[TASK DETAILS]:
After locating the line with "use crate::parser::Deserializer;" in the data that follows, return it and every later line exactly, up to and including the line with "let root = Deserializer::new(None).deserialize(input).unwrap();".

(Stored data)
-=-=-
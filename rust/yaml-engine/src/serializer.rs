// Copyright (c) 2026 Arista Networks, Inc.
// Use of this source code is governed by the Apache License 2.0
// that can be found in the LICENSE file.

//! YAML serializer.
//!
//! Writes value trees back to YAML text in block style. Strings are written
//! plain when reading them back yields the same string, and double-quoted
//! otherwise; empty collections are written in flow style.

use std::collections::HashSet;
use std::io;

use crate::config::Configuration;
use crate::directive::Directives;
use crate::error::Result;
use crate::escape;
use crate::lexer;
use crate::scalar::ScalarStyle;
use crate::scanner::{self, ScalarType};
use crate::token::Token;
use crate::value::{Node, Value};

const INDENT_WIDTH: usize = 2;

/// Whether `text` reads back as the same plain string scalar.
fn is_plain_safe(text: &str) -> bool {
    if escape::needs_escape(text) || scanner::scan(text) != ScalarType::String {
        return false;
    }
    let Ok(tokens) = lexer::tokenize(text) else {
        return false;
    };
    matches!(
        tokens.as_slice(),
        [first, last] if last.token == Token::StreamEnd
            && matches!(
                first.token,
                Token::Scalar { style: ScalarStyle::Plain, text: lexed } if lexed == text
            )
    )
}

/// Text of a float that reads back as the same float.
fn float_text(value: f64) -> String {
    if value.is_nan() {
        return ".nan".to_owned();
    }
    if value.is_infinite() {
        return if value.is_sign_positive() { ".inf" } else { "-.inf" }.to_owned();
    }
    let mut text = format!("{value:?}");
    if !text.contains(['.', 'e', 'E']) {
        text.push_str(".0");
    }
    text
}

/// Whether a node is written on the line of its parent indicator.
fn is_inline(node: &Node<'_>) -> bool {
    node.is_alias()
        || match &node.value {
            Value::Sequence(items) => items.is_empty(),
            Value::Mapping(entries) => entries.is_empty(),
            _ => true,
        }
}

/// Serializer state for one document.
struct Emitter<'config> {
    config: &'config Configuration,
    buf: String,
    /// Anchors written so far in the current document.
    anchors: HashSet<String>,
}

impl<'config> Emitter<'config> {
    fn new(config: &'config Configuration) -> Self {
        Self {
            config,
            buf: String::new(),
            anchors: HashSet::new(),
        }
    }

    fn indent(&mut self, width: usize) {
        self.buf.extend(std::iter::repeat_n(' ', width));
    }

    /// Write `%YAML`/`%TAG` lines and `---`; returns whether anything was written.
    fn write_header(&mut self, root: &Node<'_>) -> bool {
        let directives = root.directives().filter(|directives| !directives.is_default());
        let root_properties = !is_inline(root) && (root.has_anchor() || root.has_tag());
        if directives.is_none() && !root_properties && !self.config.explicit_document_start {
            return false;
        }
        if let Some(directives) = directives {
            self.write_directives(directives);
        }
        self.buf.push_str("---");
        true
    }

    fn write_directives(&mut self, directives: &Directives) {
        if directives.is_version_specified() {
            self.buf.push_str(&format!("%YAML {}\n", directives.version()));
        }
        if let Some(prefix) = directives.declared_primary_prefix() {
            self.buf.push_str(&format!("%TAG ! {prefix}\n"));
        }
        if let Some(prefix) = directives.declared_secondary_prefix() {
            self.buf.push_str(&format!("%TAG !! {prefix}\n"));
        }
        for (handle, prefix) in directives.named_handles() {
            self.buf.push_str(&format!("%TAG {handle} {prefix}\n"));
        }
    }

    fn write_document(&mut self, root: &Node<'_>) {
        self.anchors.clear();
        let header = self.write_header(root);
        if is_inline(root) {
            if header {
                self.buf.push(' ');
            }
            self.write_inline(root);
            if root.value.is_collection() {
                self.buf.push('\n');
            }
        } else {
            if header {
                self.write_properties(root, true);
                self.buf.push('\n');
            }
            self.write_collection(root, 0);
        }
    }

    /// Write ` &anchor !tag` (leading space) or `&anchor !tag ` (trailing space).
    fn write_properties(&mut self, node: &Node<'_>, leading_space: bool) {
        if node.is_alias() {
            return;
        }
        let properties = node
            .anchor_name()
            .map(|anchor| format!("&{anchor}"))
            .into_iter()
            .chain(node.tag_name().map(ToOwned::to_owned));
        for property in properties {
            if leading_space {
                self.buf.push(' ');
                self.buf.push_str(&property);
            } else {
                self.buf.push_str(&property);
                self.buf.push(' ');
            }
        }
        if let Some(anchor) = node.anchor_name() {
            self.anchors.insert(anchor.to_owned());
        }
    }

    /// Write an alias, scalar or empty collection with its properties.
    fn write_inline(&mut self, node: &Node<'_>) {
        if node.is_alias() {
            let name = node.anchor_name().unwrap_or_default();
            if !self.anchors.contains(name) {
                log::warn!("Alias '*{name}' refers to an anchor not written before it");
            }
            self.buf.push('*');
            self.buf.push_str(name);
            return;
        }
        self.write_properties(node, false);
        match &node.value {
            Value::Null => self.buf.push_str("null"),
            Value::Bool(value) => self.buf.push_str(if *value { "true" } else { "false" }),
            Value::Int(value) => self.buf.push_str(&value.to_string()),
            Value::Float(value) => self.buf.push_str(&float_text(*value)),
            Value::String(text) => self.write_string(text),
            Value::Sequence(_) => self.buf.push_str("[]"),
            Value::Mapping(_) => self.buf.push_str("{}"),
        }
    }

    fn write_string(&mut self, text: &str) {
        if is_plain_safe(text) {
            self.buf.push_str(text);
        } else {
            self.buf.push('"');
            self.buf.push_str(&escape::escape(text));
            self.buf.push('"');
        }
    }

    /// Write a non-empty collection whose entries start at column `indent`.
    fn write_collection(&mut self, node: &Node<'_>, indent: usize) {
        match &node.value {
            Value::Sequence(items) => {
                for item in items {
                    self.indent(indent);
                    self.buf.push('-');
                    self.write_nested(item, indent);
                }
            }
            Value::Mapping(entries) => {
                for (key, value) in entries {
                    self.indent(indent);
                    self.write_key(key, indent);
                    self.write_nested(value, indent);
                }
            }
            _ => {
                self.write_inline(node);
                self.buf.push('\n');
            }
        }
    }

    /// Write a node after an indicator (`-`, `?`, `:` or a key) at column `indent`.
    fn write_nested(&mut self, node: &Node<'_>, indent: usize) {
        if is_inline(node) {
            self.buf.push(' ');
            self.write_inline(node);
            self.buf.push('\n');
        } else {
            self.write_properties(node, true);
            self.buf.push('\n');
            self.write_collection(node, indent + INDENT_WIDTH);
        }
    }

    fn write_key(&mut self, key: &Node<'_>, indent: usize) {
        if key.is_alias() {
            self.write_inline(key);
            self.buf.push_str(" :");
        } else if key.value.is_collection() {
            self.buf.push('?');
            self.write_nested(key, indent);
            self.indent(indent);
            self.buf.push(':');
        } else {
            self.write_inline(key);
            self.buf.push(':');
        }
    }
}

/// Writes value trees as YAML text.
#[derive(Debug, Clone, Default)]
pub struct Serializer {
    config: Configuration,
}

impl Serializer {
    /// Create a serializer; `None` uses the default [`Configuration`].
    #[must_use]
    pub fn new(config: Option<&Configuration>) -> Self {
        Self {
            config: config.cloned().unwrap_or_default(),
        }
    }

    /// Serialize one document.
    ///
    /// The directive header is written only when the document's directives
    /// differ from the defaults, the root collection carries properties, or
    /// [`Configuration::explicit_document_start`] is set.
    #[must_use]
    pub fn serialize(&self, root: &Node<'_>) -> String {
        let mut emitter = Emitter::new(&self.config);
        emitter.write_document(root);
        emitter.buf
    }

    /// Serialize several documents, separated by `...` lines.
    #[must_use]
    pub fn serialize_docs(&self, docs: &[Node<'_>]) -> String {
        let mut emitter = Emitter::new(&self.config);
        for (index, doc) in docs.iter().enumerate() {
            if index > 0 {
                if !emitter.buf.ends_with('\n') {
                    emitter.buf.push('\n');
                }
                emitter.buf.push_str("...\n");
            }
            emitter.write_document(doc);
        }
        emitter.buf
    }

    /// Serialize one document into `writer`.
    ///
    /// # Errors
    ///
    /// Returns [`Error::Io`](crate::Error::Io) if writing fails.
    pub fn to_writer(&self, mut writer: impl io::Write, root: &Node<'_>) -> Result<()> {
        writer.write_all(self.serialize(root).as_bytes())?;
        writer.flush()?;
        Ok(())
    }
}

#[cfg(test)]
#[allow(
    clippy::indexing_slicing,
    reason = "Tests benefit from direct indexing for readability"
)]
mod tests {
    use super::*;
    use crate::parser::Deserializer;

    fn serialize(node: &Node<'_>) -> String {
        Serializer::new(None).serialize(node)
    }

    fn round_trip(input: &str) -> String {
        let root = Deserializer::new(None).deserialize(input).unwrap();
        serialize(&root)
    }

    #[test]
    fn test_root_scalars() {
        let test_cases = [
            (Node::null(), "null"),
            (Node::from(true), "true"),
            (Node::from(Value::Int(-42)), "-42"),
            (Node::from(1.5), "1.5"),
            (Node::from("plain text"), "plain text"),
            (Node::sequence(Vec::new()), "[]\n"),
            (Node::mapping(Vec::new()), "{}\n"),
        ];
        for (node, expected) in test_cases {
            assert_eq!(serialize(&node), expected);
        }
    }

    #[test]
    fn test_float_text() {
        let test_cases = [
            (1.0, "1.0"),
            (-0.25, "-0.25"),
            (1e300, "1e300"),
            (f64::INFINITY, ".inf"),
            (f64::NEG_INFINITY, "-.inf"),
            (f64::NAN, ".nan"),
        ];
        for (value, expected) in test_cases {
            assert_eq!(float_text(value), expected);
        }
    }

    #[test]
    fn test_string_quoting() {
        let test_cases = [
            ("hello world", "hello world"),
            ("it's", "it's"),
            ("a:b", "a:b"),
            ("", "\"\""),
            ("true", "\"true\""),
            ("null", "\"null\""),
            ("123", "\"123\""),
            ("1.5", "\"1.5\""),
            ("- item", "\"- item\""),
            ("key: value", "\"key: value\""),
            ("a # b", "\"a # b\""),
            (" padded", "\" padded\""),
            ("trailing:", "\"trailing:\""),
            ("&anchor", "\"&anchor\""),
            ("*alias", "\"*alias\""),
            ("!tag", "\"!tag\""),
            ("[flow", "\"[flow\""),
            ("%directive", "\"%directive\""),
            ("---", "\"---\""),
            ("line\nbreak", "\"line\\nbreak\""),
            ("tab\there", "\"tab\\there\""),
            ("say \"hi\"", "\"say \\\"hi\\\"\""),
        ];
        for (text, expected) in test_cases {
            assert_eq!(serialize(&Node::from(text)), expected, "text {text:?}");
        }
    }

    #[test]
    fn test_non_printable_characters_are_escaped() {
        let test_cases = [
            ("a\u{80}b", "\"a\\x80b\""),
            ("a\u{FEFF}b", "\"a\\uFEFFb\""),
            ("\u{FFFE}", "\"\\uFFFE\""),
        ];
        for (text, expected) in test_cases {
            let output = serialize(&Node::from(text));
            assert_eq!(output, expected, "text {text:?}");
            let root = Deserializer::new(None).deserialize(&output).unwrap();
            assert_eq!(root.as_str().unwrap(), text);
        }
    }

    #[test]
    fn test_block_collections() {
        let input = "name: demo\nitems:\n  - 1\n  - two\n  - nested: true\n    other: null\nempty: []\n";
        let expected = "name: demo\nitems:\n  - 1\n  - two\n  -\n    nested: true\n    other: null\nempty: []\n";
        assert_eq!(round_trip(input), expected);
    }

    #[test]
    fn test_collection_keys() {
        let output = round_trip("[a, b]: 1\n");
        assert_eq!(output, "?\n  - a\n  - b\n: 1\n");
    }

    #[test]
    fn test_properties_and_aliases() {
        let output = round_trip("base: &b\n  x: 1\ncopy: *b\nscalar: &s !!str 5\n*s : key\n");
        assert_eq!(
            output,
            "base: &b\n  x: 1\ncopy: *b\nscalar: &s !!str \"5\"\n*s : key\n"
        );
    }

    #[test]
    fn test_root_properties_use_document_start() {
        let output = round_trip("--- &root !!map\na: 1\n");
        assert_eq!(output, "--- &root !!map\na: 1\n");
        let output = round_trip("&x value");
        assert_eq!(output, "&x value");
    }

    #[test]
    fn test_directive_header() {
        let output = round_trip("%YAML 1.2\n%TAG !e! tag:example.com,2000:\n---\n!e!foo bar\n");
        assert_eq!(
            output,
            "%YAML 1.2\n%TAG !e! tag:example.com,2000:\n--- !e!foo bar"
        );
    }

    #[test]
    fn test_explicit_document_start() {
        let config = Configuration {
            explicit_document_start: true,
            ..Configuration::default()
        };
        let root = Node::mapping(vec![(Node::from("a"), Node::from(Value::Int(1)))]);
        assert_eq!(Serializer::new(Some(&config)).serialize(&root), "---\na: 1\n");
    }

    #[test]
    fn test_serialize_docs() {
        let docs = Deserializer::new(None)
            .deserialize_docs("a: 1\n---\n- x\n---\nscalar\n")
            .unwrap();
        assert_eq!(
            Serializer::new(None).serialize_docs(&docs),
            "a: 1\n...\n- x\n...\nscalar"
        );
    }

    #[test]
    fn test_to_writer() {
        let mut out = Vec::new();
        Serializer::new(None)
            .to_writer(&mut out, &Node::sequence(vec![Node::from("a")]))
            .unwrap();
        assert_eq!(out, b"- a\n");
    }
}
-=-=-
[THE COMPLETED TASK]:
    use crate::parser::Deserializer;

    fn serialize(node: &Node<'_>) -> String {
        Serializer::new(None).serialize(node)
    }

    fn round_trip(input: &str) -> String {
        let root = Deserializer::new(None).deserialize(input).unwrap();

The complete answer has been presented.